The probability argument for Alternative Universes was not a good example anyway. Too much of an abstract and advanced argument. There are many other arguments for alternative universes. For instance how do you explain the classic quantum two-slit experiment in light of this latest reported version of it?
Very rough description recapping the famous experiment and this latest twist on it: light passes through a screen with two slits and hits the wall behind them. When only one slit is open, the light simply spreads out from that one slit and leaves a continuous bright patch on the wall. But with two slits open, you get an interference pattern on the wall - distinctive bands of light and dark - (the light from the second slit is spreading out and interfering with the light from the first slit).

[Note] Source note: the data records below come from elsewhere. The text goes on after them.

//! Result archive: save and load optimization results as JSON.

use std::fs;
use std::io;
use std::path::{Path, PathBuf};
use std::time::{SystemTime, UNIX_EPOCH};

use crate::schema::OptimizationResult;

/// Archive I/O errors.
#[derive(Debug, thiserror::Error)]
pub enum ArchiveError {
    #[error("I/O error: {0}")]
    Io(#[from] io::Error),
    #[error("JSON error: {0}")]
    Json(#[from] serde_json::Error),
}

/// Timestamped default file name, `alignment_<unix seconds>.json`.
pub fn default_file_name() -> String {
    let seconds = SystemTime::now()
        .duration_since(UNIX_EPOCH)
        .map(|d| d.as_secs())
        .unwrap_or(0);
    format!("alignment_{seconds}.json")
}

/// Write `result` as pretty JSON to `path`.
pub fn save_result<P: AsRef<Path>>(result: &OptimizationResult, path: P) -> Result<(), ArchiveError> {
    let json = serde_json::to_string_pretty(result)?;
    fs::write(path, json)?;
    Ok(())
}

/// Write `result` into `dir` under the default file name, creating the directory.
pub fn save_result_in<P: AsRef<Path>>(result: &OptimizationResult, dir: P) -> Result<PathBuf, ArchiveError> {
    let dir = dir.as_ref();
    fs::create_dir_all(dir)?;
    let path = dir.join(default_file_name());
    save_result(result, &path)?;
    Ok(path)
}

/// Read a result previously written by [`save_result`].
pub fn load_result<P: AsRef<Path>>(path: P) -> Result<OptimizationResult, ArchiveError> {
    let json = fs::read_to_string(path)?;
    Ok(serde_json::from_str(&json)?)
}

#[cfg(test)]
mod tests {
    use super::*;
    use crate::compute::optimizer::{EvalError, Optimizer};
    use crate::schema::{OptimizerConfig, Pose, Tunables};
    use tempfile::TempDir;

    fn run_small() -> OptimizationResult {
        let config = OptimizerConfig {
            generations: 3,
            tunables: Tunables {
                population_size: 6,
                ..Default::default()
            },
            random_seed: Some(1),
            ..Default::default()
        };
        let evaluator = |pose: &Pose| -> Result<f64, EvalError> { Ok(1.0 / (1.0 + (pose.b.y - 10.0).powi(2))) };
        Optimizer::new(config, evaluator).run()
    }

    #[test]
    fn test_save_and_load() {
        let temp_dir = TempDir::new().unwrap();
        let result = run_small();

        let path = save_result_in(&result, temp_dir.path().join("runs")).unwrap();
        assert!(path.exists());
        assert!(path.file_name().unwrap().to_string_lossy().starts_with("alignment_"));

        let loaded = load_result(&path).unwrap();
        assert_eq!(loaded.best_fitness, result.best_fitness);
        assert_eq!(loaded.best_pose, result.best_pose);
        assert_eq!(loaded.history.records.len(), 3);
        assert_eq!(loaded.stop_reason, result.stop_reason);
    }

    #[test]
    fn test_load_errors() {
        let temp_dir = TempDir::new().unwrap();
        assert!(matches!(
            load_result(temp_dir.path().join("missing.json")),
            Err(ArchiveError::Io(_))
        ));

        let bad = temp_dir.path().join("bad.json");
        fs::write(&bad, "{ not json").unwrap();
        assert!(matches!(load_result(&bad), Err(ArchiveError::Json(_))));
    }
}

You can cut down the intensity of the light so that only ONE SINGLE PARTICLE OF LIGHT (a photon) passes through the slits at a time. This latest experiment verifies which slit each individual particle travels through. With only one slit open, single particles pass through this one at a time and bang, bang, bang they each leave little dots on the wall as they hit it. Eventually when enough particles of light have been sent the dots on the wall add up to the continuous patch of light spreading out over the wall you'd see if you'd sent them all at once. No problem so far. But the mystery of course comes about when you open both slits and send particles of light through ONE AT A TIME (so that each time one particle moves through one of the two slits at random). The dots start building up as individual particles hit the wall but eventually THE PATTERN ON THE WALL IS THE INTERFERANCE PATTERN OF LIGHT AND DARK BANDS. Merely open the second slit mysteriously changes the behavior of particles traveling through the first slit. The particles are going through one at the time remember. Nothing in this universe can be passing through that second slit. YET IT IS AS IF A GHOSTLY PARTICLE OF LIGHT HAS PASSED THROUGH THAT SECOND SLIT AND INTERFERED WITH THE PARTICLE PASSING THROUGH THE FIRST SLIT. The only coherent realist interpretation is that particles of light from alternative universes are causing the interference. So because this latest reported experiment verifies that definitely only one particle is going through at a time and determines which slit each particle is going through, you seem to have both the wave and particle aspect co-existing. So I actually think it greatly strengthens the case for alternative universes.